Saturday 9 July 2011

College - Week 9...



This Monday saw the beginning of the audio taping of our counselling role-play sessions. I was hugely thankful that I’d opted to be the last person going through the anxiety of playing counsellor, and I’m rather hoping that the sessions that I’m currently observing will help me to function when I take centre stage.

By way of a change from the usual jacket and beans, my vegetarian banquet today was rice with a selection of vegetables. This went down rather well, but my subsequently bloated stomach made me wish I‘d chosen slightly slacker jeans.

Bereavement was never going to be an easy topic to cover, and the afternoon session drained me both emotionally and physically. Watching your friends burst into tears, while you’ve already got a lump in your throat the size of an apple, is hugely unsettling.

A stressful day of counselling followed by all four core studies in one day. What a joy….

I.T. required just a basic knowledge of e-mail, which meant that most of this particular lesson was dedicated to much-needed compassionate conversations with my co-counsellors. The opportunity to play is always a welcome distraction, and silly messages went flying electronically back and forth throughout the lesson.

Numeracy was thrust upon us at a surprisingly frantic pace, and it was all I could do to keep up. Percentages is something that I personally would rather have taken a little more time over during class, mostly due to the fact that I’m now burdened with an entire worksheet to complete at home without the luxury of having the methodology fresh in my mind, or a tutor on hand for those awful 'stuck' bits.

The theory behind this brain-busting class, was to enable us to end our numeracy classes two weeks ahead of schedule, but the idea of spending two consecutive Tuesdays, in late December, twiddling my thumbs from the end of I.T. at 11am until the beginning of study skills at 1pm, is not, in my opinion, something that I shall necessarily look forward to.

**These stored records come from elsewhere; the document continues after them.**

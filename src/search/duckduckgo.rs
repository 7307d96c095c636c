// Copyright (c) 2025 Fabstir
// SPDX-License-Identifier: BUSL-1.1
//! DuckDuckGo search provider
//!
//! Implements web search using DuckDuckGo's HTML interface.
//! No API key required, serves as a fallback provider.

use async_trait::async_trait;
use reqwest::header::HeaderMap;
use reqwest::Client;
use scraper::{Html, Selector};
use std::time::Duration;
use url::Url;

use super::provider::{build_client, request_error, SearchProvider};
use super::types::{SearchError, SearchResult};

const DDG_HTML_URL: &str = "https://html.duckduckgo.com/html/";
const DDG_TIMEOUT_MS: u64 = 10_000;

/// DuckDuckGo search provider (no API key required)
pub struct DuckDuckGoProvider {
    endpoint: String,
    client: Client,
}

impl DuckDuckGoProvider {
    /// Create a new DuckDuckGo provider
    pub fn new() -> Result<Self, SearchError> {
        Self::with_endpoint(DDG_HTML_URL)
    }

    /// Create a provider that posts to a different endpoint
    pub fn with_endpoint(endpoint: impl Into<String>) -> Result<Self, SearchError> {
        let client = build_client(Duration::from_millis(DDG_TIMEOUT_MS), HeaderMap::new(), true)?;
        Ok(Self {
            endpoint: endpoint.into(),
            client,
        })
    }
}

#[async_trait]
impl SearchProvider for DuckDuckGoProvider {
    async fn search(
        &self,
        query: &str,
        num_results: usize,
    ) -> Result<Vec<SearchResult>, SearchError> {
        let response = self
            .client
            .post(&self.endpoint)
            .form(&[("q", query)])
            .send()
            .await
            .map_err(|e| request_error(e, DDG_TIMEOUT_MS))?;

        let status = response.status();
        if status == 429 || status == 202 {
            // 202 is served with an anomaly page when DDG throttles
            return Err(SearchError::RateLimited {
                retry_after_secs: 60,
            });
        }
        if !status.is_success() {
            return Err(SearchError::ApiError {
                status: status.as_u16(),
                message: "DuckDuckGo request failed".to_string(),
            });
        }

        let html = response
            .text()
            .await
            .map_err(|e| request_error(e, DDG_TIMEOUT_MS))?;

        Ok(parse_ddg_html(&html, num_results))
    }

    fn name(&self) -> &'static str {
        "duckduckgo"
    }

    fn is_available(&self) -> bool {
        true
    }

    fn priority(&self) -> u8 {
        50
    }
}

/// Parse the DuckDuckGo HTML results page
pub fn parse_ddg_html(html: &str, max_results: usize) -> Vec<SearchResult> {
    let document = Html::parse_document(html);
    let (Ok(result_sel), Ok(link_sel), Ok(snippet_sel)) = (
        Selector::parse(".result"),
        Selector::parse("a.result__a"),
        Selector::parse(".result__snippet"),
    ) else {
        return Vec::new();
    };

    let mut results = Vec::new();
    for block in document.select(&result_sel) {
        if results.len() >= max_results {
            break;
        }
        let Some(link) = block.select(&link_sel).next() else {
            continue;
        };

        let url = link
            .value()
            .attr("href")
            .map(extract_ddg_url)
            .unwrap_or_default();
        let title = collapse(link.text());
        if url.is_empty() || title.is_empty() {
            continue;
        }

        let snippet = block
            .select(&snippet_sel)
            .next()
            .map(|s| collapse(s.text()))
            .unwrap_or_default();

        results.push(SearchResult {
            title,
            url,
            snippet,
            rank: results.len() + 1,
            published_date: None,
            source: "duckduckgo".to_string(),
        });
    }

    results
}

fn collapse<'a>(parts: impl Iterator<Item = &'a str>) -> String {
    parts
        .collect::<String>()
        .split_whitespace()
        .collect::<Vec<_>>()
        .join(" ")
}

/// Extract the target URL from DuckDuckGo's redirect link
fn extract_ddg_url(href: &str) -> String {
    // Redirect links look like //duckduckgo.com/l/?uddg=https%3A%2F%2Fexample.com&rut=...
    if href.starts_with("http") && !href.contains("duckduckgo.com/l/") {
        return href.to_string();
    }

    let absolute = if href.starts_with("//") {
        format!("https:{}", href)
    } else if href.starts_with('/') {
        format!("https://duckduckgo.com{}", href)
    } else {
        href.to_string()
    };

    Url::parse(&absolute)
        .ok()
        .and_then(|u| {
            u.query_pairs()
                .find(|(k, _)| k == "uddg")
                .map(|(_, v)| v.into_owned())
        })
        .unwrap_or_default()
}
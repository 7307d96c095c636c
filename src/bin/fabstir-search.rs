// Copyright (c) 2025 Fabstir
// SPDX-License-Identifier: BUSL-1.1
use anyhow::Result;
use clap::Parser;
use fabstir_websearch::cli::{execute, Cli};
use tracing_subscriber::EnvFilter;

#[tokio::main]
async fn main() -> Result<()> {
    dotenv::dotenv().ok();

    // Logs go to stderr so command output stays pipeable
    tracing_subscriber::fmt()
        .with_env_filter(
            EnvFilter::try_from_default_env().unwrap_or_else(|_| EnvFilter::new("info")),
        )
        .with_writer(std::io::stderr)
        .init();

    let cli = Cli::parse();

    match execute(cli).await {
        Ok(()) => Ok(()),
        Err(e) => {
            eprintln!("Error: {:#}", e);
            std::process::exit(1);
        }
    }
}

I was still feeling distinctly below par during lunch, probably being weighed down by the misery of the impending study skills group project, followed by part two of the hideous writing skills assignment.

Another afternoon was wasted, mooching around the library, staring blankly at the spines of books for some sign of inspiration. It didn’t appear, so I cut my losses and comforted myself with a coffee and some shortbread biscuits instead. This didn’t particularly assist me with my research into screen violence, but at least I did feel slightly better afterwards.

On campus there’s a distinct lack of anywhere nice for mature students to escape to in order to wallow in self-pity, away from hormonally challenged teenagers. Today, I felt that I could really have benefited from a quiet place to hide, where I could be amongst fellow core-studies-sufferers.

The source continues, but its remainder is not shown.